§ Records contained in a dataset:
--- START ---
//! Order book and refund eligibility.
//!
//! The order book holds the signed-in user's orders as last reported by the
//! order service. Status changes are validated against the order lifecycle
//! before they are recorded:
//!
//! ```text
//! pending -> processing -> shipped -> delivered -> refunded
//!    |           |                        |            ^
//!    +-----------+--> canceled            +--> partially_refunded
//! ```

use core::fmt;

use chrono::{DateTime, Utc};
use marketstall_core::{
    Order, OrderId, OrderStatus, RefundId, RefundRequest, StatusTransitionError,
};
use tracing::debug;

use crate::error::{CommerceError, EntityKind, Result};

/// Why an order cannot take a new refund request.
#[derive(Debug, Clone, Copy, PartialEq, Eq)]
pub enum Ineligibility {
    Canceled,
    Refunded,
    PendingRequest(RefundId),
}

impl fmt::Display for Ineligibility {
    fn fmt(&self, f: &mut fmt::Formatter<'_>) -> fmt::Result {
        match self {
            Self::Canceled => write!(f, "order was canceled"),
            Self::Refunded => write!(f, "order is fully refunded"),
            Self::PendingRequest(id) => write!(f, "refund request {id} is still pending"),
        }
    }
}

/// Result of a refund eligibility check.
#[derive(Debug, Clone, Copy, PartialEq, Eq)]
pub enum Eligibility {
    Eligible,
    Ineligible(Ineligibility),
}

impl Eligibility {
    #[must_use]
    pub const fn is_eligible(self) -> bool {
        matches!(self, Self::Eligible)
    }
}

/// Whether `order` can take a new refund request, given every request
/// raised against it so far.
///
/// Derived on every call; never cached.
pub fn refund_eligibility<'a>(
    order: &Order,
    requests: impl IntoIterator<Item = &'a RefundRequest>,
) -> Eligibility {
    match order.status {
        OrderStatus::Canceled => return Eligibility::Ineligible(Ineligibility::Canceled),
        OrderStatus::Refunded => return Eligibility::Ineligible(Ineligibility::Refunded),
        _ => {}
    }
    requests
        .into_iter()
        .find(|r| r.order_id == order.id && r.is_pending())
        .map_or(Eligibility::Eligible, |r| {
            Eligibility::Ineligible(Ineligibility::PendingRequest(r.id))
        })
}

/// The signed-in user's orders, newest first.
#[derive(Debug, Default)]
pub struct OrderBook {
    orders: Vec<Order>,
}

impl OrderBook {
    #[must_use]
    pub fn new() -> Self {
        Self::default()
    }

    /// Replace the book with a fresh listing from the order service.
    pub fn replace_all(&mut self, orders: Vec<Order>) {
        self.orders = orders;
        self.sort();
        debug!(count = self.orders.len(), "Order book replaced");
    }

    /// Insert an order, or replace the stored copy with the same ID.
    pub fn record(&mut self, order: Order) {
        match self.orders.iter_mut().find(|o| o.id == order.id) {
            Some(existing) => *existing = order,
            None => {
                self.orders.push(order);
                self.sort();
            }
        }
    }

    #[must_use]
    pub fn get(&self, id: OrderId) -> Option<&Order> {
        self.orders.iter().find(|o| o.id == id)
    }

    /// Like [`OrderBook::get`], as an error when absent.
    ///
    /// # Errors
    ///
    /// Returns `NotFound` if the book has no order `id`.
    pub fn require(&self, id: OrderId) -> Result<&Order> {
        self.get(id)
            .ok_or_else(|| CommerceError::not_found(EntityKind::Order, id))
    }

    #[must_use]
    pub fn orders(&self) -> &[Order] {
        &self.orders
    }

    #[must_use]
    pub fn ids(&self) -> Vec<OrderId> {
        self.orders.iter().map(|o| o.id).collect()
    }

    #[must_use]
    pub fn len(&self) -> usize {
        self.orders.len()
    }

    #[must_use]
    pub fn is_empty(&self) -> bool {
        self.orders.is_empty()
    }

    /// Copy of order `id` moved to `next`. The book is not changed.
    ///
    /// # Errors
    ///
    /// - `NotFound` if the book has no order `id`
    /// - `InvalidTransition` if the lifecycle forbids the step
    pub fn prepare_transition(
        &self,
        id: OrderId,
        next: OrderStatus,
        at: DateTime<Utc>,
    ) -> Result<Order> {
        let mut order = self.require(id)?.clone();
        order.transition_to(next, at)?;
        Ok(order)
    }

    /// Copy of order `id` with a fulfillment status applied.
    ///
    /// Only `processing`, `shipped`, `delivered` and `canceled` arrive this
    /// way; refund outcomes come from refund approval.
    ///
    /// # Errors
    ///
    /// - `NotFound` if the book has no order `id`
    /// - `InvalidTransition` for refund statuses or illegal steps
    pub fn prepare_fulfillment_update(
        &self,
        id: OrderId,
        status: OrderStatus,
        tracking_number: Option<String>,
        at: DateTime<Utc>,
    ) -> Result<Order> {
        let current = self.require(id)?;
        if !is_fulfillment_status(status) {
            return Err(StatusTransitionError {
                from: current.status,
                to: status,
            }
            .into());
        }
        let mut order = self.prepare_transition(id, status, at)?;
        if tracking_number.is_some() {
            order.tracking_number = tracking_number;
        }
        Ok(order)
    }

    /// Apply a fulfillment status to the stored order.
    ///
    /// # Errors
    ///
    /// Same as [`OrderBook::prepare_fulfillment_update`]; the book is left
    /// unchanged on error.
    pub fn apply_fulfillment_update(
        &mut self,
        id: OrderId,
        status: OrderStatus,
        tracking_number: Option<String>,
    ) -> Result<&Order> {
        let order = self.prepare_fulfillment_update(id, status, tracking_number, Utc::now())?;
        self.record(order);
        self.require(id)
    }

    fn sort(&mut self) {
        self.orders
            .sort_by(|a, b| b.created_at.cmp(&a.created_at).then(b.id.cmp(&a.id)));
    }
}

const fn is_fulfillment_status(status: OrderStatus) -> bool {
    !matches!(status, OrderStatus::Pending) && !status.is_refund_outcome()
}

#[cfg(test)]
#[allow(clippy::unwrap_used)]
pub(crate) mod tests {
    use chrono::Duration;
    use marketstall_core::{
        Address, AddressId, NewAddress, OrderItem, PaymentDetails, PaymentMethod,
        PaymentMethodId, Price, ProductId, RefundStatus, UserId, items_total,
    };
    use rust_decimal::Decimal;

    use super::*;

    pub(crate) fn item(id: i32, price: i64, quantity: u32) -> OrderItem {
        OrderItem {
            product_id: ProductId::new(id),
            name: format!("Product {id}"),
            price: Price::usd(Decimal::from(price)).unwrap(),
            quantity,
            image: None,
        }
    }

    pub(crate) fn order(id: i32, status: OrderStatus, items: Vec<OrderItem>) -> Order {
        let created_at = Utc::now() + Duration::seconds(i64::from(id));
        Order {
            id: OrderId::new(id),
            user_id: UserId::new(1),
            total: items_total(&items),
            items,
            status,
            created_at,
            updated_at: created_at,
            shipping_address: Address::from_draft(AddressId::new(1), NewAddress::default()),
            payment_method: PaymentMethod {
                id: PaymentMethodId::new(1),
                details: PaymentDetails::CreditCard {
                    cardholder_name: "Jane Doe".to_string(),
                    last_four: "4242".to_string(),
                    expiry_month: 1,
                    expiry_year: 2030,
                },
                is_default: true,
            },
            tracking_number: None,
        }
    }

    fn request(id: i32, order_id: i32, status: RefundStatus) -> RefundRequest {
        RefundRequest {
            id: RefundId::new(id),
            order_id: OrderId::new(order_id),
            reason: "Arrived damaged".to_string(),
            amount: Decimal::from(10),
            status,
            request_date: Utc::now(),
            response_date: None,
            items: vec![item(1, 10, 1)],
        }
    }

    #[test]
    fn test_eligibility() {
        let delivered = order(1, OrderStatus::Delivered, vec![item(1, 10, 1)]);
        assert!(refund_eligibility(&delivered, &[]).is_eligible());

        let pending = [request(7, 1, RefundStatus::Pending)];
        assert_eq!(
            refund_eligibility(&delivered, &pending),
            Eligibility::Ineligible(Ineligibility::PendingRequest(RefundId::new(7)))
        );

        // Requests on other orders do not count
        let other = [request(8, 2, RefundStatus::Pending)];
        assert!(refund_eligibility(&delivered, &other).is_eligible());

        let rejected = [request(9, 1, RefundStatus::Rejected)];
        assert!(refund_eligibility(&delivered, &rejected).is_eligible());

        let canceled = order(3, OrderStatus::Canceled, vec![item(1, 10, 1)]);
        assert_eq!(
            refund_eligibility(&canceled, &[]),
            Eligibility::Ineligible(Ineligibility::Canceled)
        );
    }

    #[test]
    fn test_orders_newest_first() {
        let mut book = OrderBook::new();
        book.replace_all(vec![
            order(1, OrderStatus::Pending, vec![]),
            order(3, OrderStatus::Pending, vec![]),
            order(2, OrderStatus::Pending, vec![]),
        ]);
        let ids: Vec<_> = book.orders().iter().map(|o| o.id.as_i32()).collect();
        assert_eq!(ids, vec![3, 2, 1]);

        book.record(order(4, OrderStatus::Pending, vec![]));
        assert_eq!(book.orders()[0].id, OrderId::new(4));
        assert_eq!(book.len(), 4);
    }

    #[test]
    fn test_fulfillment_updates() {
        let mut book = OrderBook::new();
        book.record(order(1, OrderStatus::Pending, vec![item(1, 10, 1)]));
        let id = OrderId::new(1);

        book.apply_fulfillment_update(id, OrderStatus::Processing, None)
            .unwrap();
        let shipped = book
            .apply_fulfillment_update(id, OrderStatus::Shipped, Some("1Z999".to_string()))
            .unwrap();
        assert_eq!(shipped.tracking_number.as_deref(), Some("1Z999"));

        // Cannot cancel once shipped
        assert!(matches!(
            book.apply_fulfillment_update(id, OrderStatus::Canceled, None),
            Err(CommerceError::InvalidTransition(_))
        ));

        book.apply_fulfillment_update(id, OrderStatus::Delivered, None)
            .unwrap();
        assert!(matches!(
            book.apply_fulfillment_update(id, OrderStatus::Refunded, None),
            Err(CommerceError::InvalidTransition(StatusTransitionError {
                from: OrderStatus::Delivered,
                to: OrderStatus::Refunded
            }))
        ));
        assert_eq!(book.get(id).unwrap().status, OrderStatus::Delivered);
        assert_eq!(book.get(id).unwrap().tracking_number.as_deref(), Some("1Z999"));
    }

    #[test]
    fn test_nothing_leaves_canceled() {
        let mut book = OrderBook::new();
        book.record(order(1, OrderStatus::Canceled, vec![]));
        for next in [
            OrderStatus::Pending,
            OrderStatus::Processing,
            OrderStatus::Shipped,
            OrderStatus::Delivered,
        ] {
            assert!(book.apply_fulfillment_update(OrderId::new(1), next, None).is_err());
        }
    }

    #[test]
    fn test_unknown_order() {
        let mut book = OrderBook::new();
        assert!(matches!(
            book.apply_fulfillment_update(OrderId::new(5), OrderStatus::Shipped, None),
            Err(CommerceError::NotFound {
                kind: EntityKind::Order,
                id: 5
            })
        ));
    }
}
--- END ---
§ What the exercise asks:
Which of the lines above hold the string "PaymentMethodId"? Copy each one.

§ Answer below:
        PaymentMethodId, Price, ProductId, RefundStatus, UserId, items_total,
                id: PaymentMethodId::new(1),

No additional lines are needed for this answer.